▶ Data listing:
══════
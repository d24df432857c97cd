//! Free-text tag editor.

use dioxus::prelude::*;
use megilance_core::widgets::{TagKey, TagList, TagOutcome};
use megilance_core::Component;

use crate::context::use_class_set;

/// Map a keyboard key to what the tag list cares about.
pub fn tag_key(key: &Key) -> TagKey {
    match key {
        Key::Enter => TagKey::Enter,
        Key::Character(c) if c == "," => TagKey::Comma,
        _ => TagKey::Other,
    }
}

#[derive(Clone, PartialEq, Props)]
pub struct TagInputProps {
    /// Tags to start with.
    #[props(default)]
    pub tags: Vec<String>,
    #[props(default = "Add a tag and press Enter".to_string())]
    pub placeholder: String,
    /// Fired with the full list after every add or remove.
    pub on_change: EventHandler<Vec<String>>,
    #[props(default)]
    pub class: Option<String>,
}

#[component]
pub fn TagInput(props: TagInputProps) -> Element {
    let initial = props.tags.clone();
    let mut list = use_signal(move || TagList::new(initial));
    let Some(classes) = use_class_set(Component::TagInput) else {
        return rsx! {};
    };
    let classes = classes.with_override(props.class.as_deref());
    let on_change = props.on_change;

    let mut commit = move |key: TagKey| {
        let outcome = list.write().handle_key(key);
        match outcome {
            TagOutcome::Added(tag) => {
                tracing::debug!(%tag, "tag added");
                on_change.call(list.read().tags().to_vec());
            }
            TagOutcome::Duplicate => tracing::debug!("duplicate tag ignored"),
            TagOutcome::Empty | TagOutcome::Ignored => {}
        }
    };

    let tags = list.read().tags().to_vec();
    let buffer = list.read().buffer().to_string();

    rsx! {
        div { class: "{classes}",
            ul { class: "tag-input__tags",
                for tag in tags {
                    {
                        let removed = tag.clone();
                        rsx! {
                            li { key: "{tag}", class: "tag-input__tag",
                                span { "{tag}" }
                                button {
                                    class: "tag-input__remove",
                                    r#type: "button",
                                    "aria-label": "Remove {tag}",
                                    onclick: move |_| {
                                        if list.write().remove(&removed) {
                                            on_change.call(list.read().tags().to_vec());
                                        }
                                    },
                                    "\u{00D7}"
                                }
                            }
                        }
                    }
                }
            }
            input {
                class: "tag-input__field",
                r#type: "text",
                value: "{buffer}",
                placeholder: "{props.placeholder}",
                oninput: move |evt| {
                    // Pasted text may carry commas; each one commits.
                    let added = list.write().set_buffer(evt.value());
                    if !added.is_empty() {
                        tracing::debug!(count = added.len(), "tags added from input");
                        on_change.call(list.read().tags().to_vec());
                    }
                },
                onkeydown: move |evt| {
                    let key = tag_key(&evt.key());
                    if matches!(key, TagKey::Enter | TagKey::Comma) {
                        evt.prevent_default();
                        commit(key);
                    }
                },
            }
        }
    }
}

#[cfg(test)]
mod tests {
    use super::*;

    #[test]
    fn commit_keys() {
        assert_eq!(tag_key(&Key::Enter), TagKey::Enter);
        assert_eq!(tag_key(&Key::Character(",".to_string())), TagKey::Comma);
        assert_eq!(tag_key(&Key::Character("a".to_string())), TagKey::Other);
        assert_eq!(tag_key(&Key::Escape), TagKey::Other);
    }
}
//! Invoice table: search, status filter, persisted selection, pagination
//! and CSV export with column picking.

use std::path::{Path, PathBuf};

use dioxus::prelude::*;
use megilance_core::export::{csv_file_name, select_columns, to_csv};
use megilance_core::fixtures::{filter_invoices, invoices, Invoice, InvoiceStatus, INVOICE_HEADERS};
use megilance_core::toast::{ToastRequest, ToastVariant};
use megilance_core::widgets::{DropdownOption, Selection};
use megilance_core::{BadgeVariant, UiError};
use megilance_ui::{use_storage, use_toaster, Badge, Dropdown, Modal, Pagination};

use crate::context::use_export_dir;

const SELECTION_KEY: &str = "invoices_selection";
const PAGE_SIZE: usize = 2;
const ALL_STATUSES: &str = "all";

fn status_options() -> Vec<DropdownOption> {
    std::iter::once(DropdownOption::new(ALL_STATUSES, "All statuses"))
        .chain(InvoiceStatus::ALL.iter().map(|s| DropdownOption::new(s.label(), s.label())))
        .collect()
}

fn parse_status(value: &str) -> Option<InvoiceStatus> {
    InvoiceStatus::ALL.into_iter().find(|s| s.label() == value)
}

fn status_badge(status: InvoiceStatus) -> BadgeVariant {
    match status {
        InvoiceStatus::Paid => BadgeVariant::Success,
        InvoiceStatus::Pending => BadgeVariant::Warning,
        InvoiceStatus::Overdue => BadgeVariant::Danger,
    }
}

/// Indices of the ticked export columns.
fn chosen_columns(flags: &[bool]) -> Vec<usize> {
    flags.iter().enumerate().filter_map(|(i, on)| on.then_some(i)).collect()
}

/// Header checkbox state: only a non-empty page can be fully selected.
fn page_fully_selected(selection: &Selection<String>, visible_ids: &[String]) -> bool {
    !visible_ids.is_empty() && selection.all_selected(visible_ids)
}

fn page_count(rows: usize) -> u32 {
    rows.div_ceil(PAGE_SIZE).max(1) as u32
}

/// Write `rows` with the chosen columns to `<dir>/invoices.csv`.
fn export_invoices(dir: &Path, rows: &[Invoice], columns: &[usize]) -> Result<PathBuf, UiError> {
    let headers: Vec<String> = INVOICE_HEADERS.iter().map(|h| h.to_string()).collect();
    let cells: Vec<Vec<String>> = rows.iter().map(Invoice::cells).collect();
    let (headers, cells) = select_columns(&headers, &cells, columns);

    std::fs::create_dir_all(dir)?;
    let path = dir.join(csv_file_name("invoices"));
    std::fs::write(&path, to_csv(&headers, &cells))?;
    Ok(path)
}

#[component]
pub fn Invoices() -> Element {
    let storage = use_storage();
    let export_dir = use_export_dir();
    let mut toaster = use_toaster();

    let all = use_hook(invoices);
    let all_ids: Vec<String> = all.iter().map(|inv| inv.id.clone()).collect();

    let mut query = use_signal(String::new);
    let mut status = use_signal(|| None::<InvoiceStatus>);
    let mut page = use_signal(|| 1u32);
    let load_storage = storage.clone();
    let mut selection = use_signal(move || {
        Selection::<String>::load(load_storage.as_ref(), SELECTION_KEY, &all_ids)
    });
    let mut export_open = use_signal(|| false);
    let mut columns = use_signal(|| vec![true; INVOICE_HEADERS.len()]);

    let filtered: Vec<Invoice> = filter_invoices(&all, &query.read(), status())
        .into_iter()
        .cloned()
        .collect();
    let total_pages = page_count(filtered.len());
    let current = page().min(total_pages);
    let visible: Vec<Invoice> = filtered
        .iter()
        .skip((current as usize - 1) * PAGE_SIZE)
        .take(PAGE_SIZE)
        .cloned()
        .collect();
    let visible_ids: Vec<String> = visible.iter().map(|inv| inv.id.clone()).collect();
    let all_on_page = page_fully_selected(&selection.read(), &visible_ids);
    let selected_count = selection.read().count();

    let persist = move |selection: &Selection<String>| {
        selection.persist(storage.as_ref(), SELECTION_KEY)
    };
    let persist_all = persist.clone();

    let preview = {
        let chosen = chosen_columns(&columns.read());
        let headers: Vec<String> = INVOICE_HEADERS.iter().map(|h| h.to_string()).collect();
        let cells: Vec<Vec<String>> = filtered.iter().take(PAGE_SIZE).map(Invoice::cells).collect();
        if chosen.is_empty() {
            String::new()
        } else {
            let (headers, cells) = select_columns(&headers, &cells, &chosen);
            to_csv(&headers, &cells)
        }
    };

    let export_rows = filtered.clone();
    let run_export = move |_| {
        let chosen = chosen_columns(&columns.read());
        if chosen.is_empty() {
            toaster.notify(
                ToastRequest::new("Nothing to export")
                    .description("Pick at least one column.")
                    .variant(ToastVariant::Warning),
            );
            return;
        }
        let picked: Vec<Invoice> = {
            let sel = selection.read();
            let marked: Vec<Invoice> =
                export_rows.iter().filter(|inv| sel.is_selected(&inv.id)).cloned().collect();
            if marked.is_empty() { export_rows.clone() } else { marked }
        };
        match export_invoices(&export_dir, &picked, &chosen) {
            Ok(path) => {
                tracing::info!(path = %path.display(), rows = picked.len(), "invoices exported");
                toaster.notify(
                    ToastRequest::new("Export complete")
                        .description(format!("Saved to {}", path.display()))
                        .variant(ToastVariant::Success),
                );
                export_open.set(false);
            }
            Err(e) => {
                tracing::error!("invoice export failed: {}", e);
                toaster.notify(
                    ToastRequest::new("Export failed")
                        .description(e.to_string())
                        .variant(ToastVariant::Error),
                );
            }
        }
    };

    rsx! {
        div { class: "page",
            h1 { class: "page__title", "Invoices" }
            div { class: "toolbar",
                input {
                    class: "input",
                    r#type: "search",
                    placeholder: "Search by invoice or client",
                    value: "{query}",
                    oninput: move |evt| {
                        query.set(evt.value());
                        page.set(1);
                    },
                }
                Dropdown {
                    options: status_options(),
                    selected: Some(ALL_STATUSES.to_string()),
                    on_select: move |option: DropdownOption| {
                        status.set(parse_status(&option.value));
                        page.set(1);
                    },
                }
                button {
                    class: "btn",
                    onclick: move |_| export_open.set(true),
                    if selected_count > 0 { "Export {selected_count} selected" } else { "Export CSV" }
                }
            }
            table { class: "table",
                thead {
                    tr {
                        th {
                            input {
                                r#type: "checkbox",
                                "aria-label": "Select page",
                                checked: all_on_page,
                                onchange: {
                                    let ids = visible_ids.clone();
                                    move |_| {
                                        let mut sel = selection.write();
                                        if page_fully_selected(&sel, &ids) {
                                            sel.deselect_many(&ids);
                                        } else {
                                            sel.select_many(ids.iter().cloned());
                                        }
                                        persist_all(&*sel);
                                    }
                                },
                            }
                        }
                        for header in INVOICE_HEADERS {
                            th { key: "{header}", "{header}" }
                        }
                    }
                }
                tbody {
                    if visible.is_empty() {
                        tr {
                            td { colspan: "6", class: "table__empty", "No invoices match." }
                        }
                    }
                    for invoice in visible {
                        tr {
                            key: "{invoice.id}",
                            class: if selection.read().is_selected(&invoice.id) { "selected" } else { "" },
                            td {
                                input {
                                    r#type: "checkbox",
                                    checked: selection.read().is_selected(&invoice.id),
                                    onchange: {
                                        let id = invoice.id.clone();
                                        let persist = persist.clone();
                                        move |_| {
                                            let mut sel = selection.write();
                                            sel.toggle(id.clone());
                                            persist(&*sel);
                                        }
                                    },
                                }
                            }
                            td { "{invoice.id}" }
                            td { "{invoice.client}" }
                            td { "{invoice.amount}" }
                            td {
                                Badge { variant: status_badge(invoice.status), "{invoice.status.label()}" }
                            }
                            td { "{invoice.date}" }
                        }
                    }
                }
            }
            Pagination {
                current,
                total: total_pages,
                on_change: move |next| page.set(next),
            }
            Modal {
                open: export_open(),
                on_close: move |_| export_open.set(false),
                title: "Export invoices".to_string(),
                p { "Columns to include:" }
                div { class: "export-columns",
                    for (index, header) in INVOICE_HEADERS.iter().enumerate() {
                        label { key: "{header}",
                            input {
                                r#type: "checkbox",
                                checked: columns.read()[index],
                                onchange: move |_| {
                                    let mut cols = columns.write();
                                    cols[index] = !cols[index];
                                },
                            }
                            " {header}"
                        }
                    }
                }
                pre { class: "csv-preview", "{preview}" }
                div { class: "modal__actions",
                    button { class: "btn", onclick: move |_| export_open.set(false), "Cancel" }
                    button { class: "btn btn--primary", onclick: run_export, "Download" }
                }
            }
        }
    }
}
══════
Where the listing above has a line with "let mut page = use_signal(|| 1u32);", start there, and output every line exactly through the line with "let mut export_open", which is also included.

    let mut page = use_signal(|| 1u32);
    let load_storage = storage.clone();
    let mut selection = use_signal(move || {
        Selection::<String>::load(load_storage.as_ref(), SELECTION_KEY, &all_ids)
    });
    let mut export_open = use_signal(|| false);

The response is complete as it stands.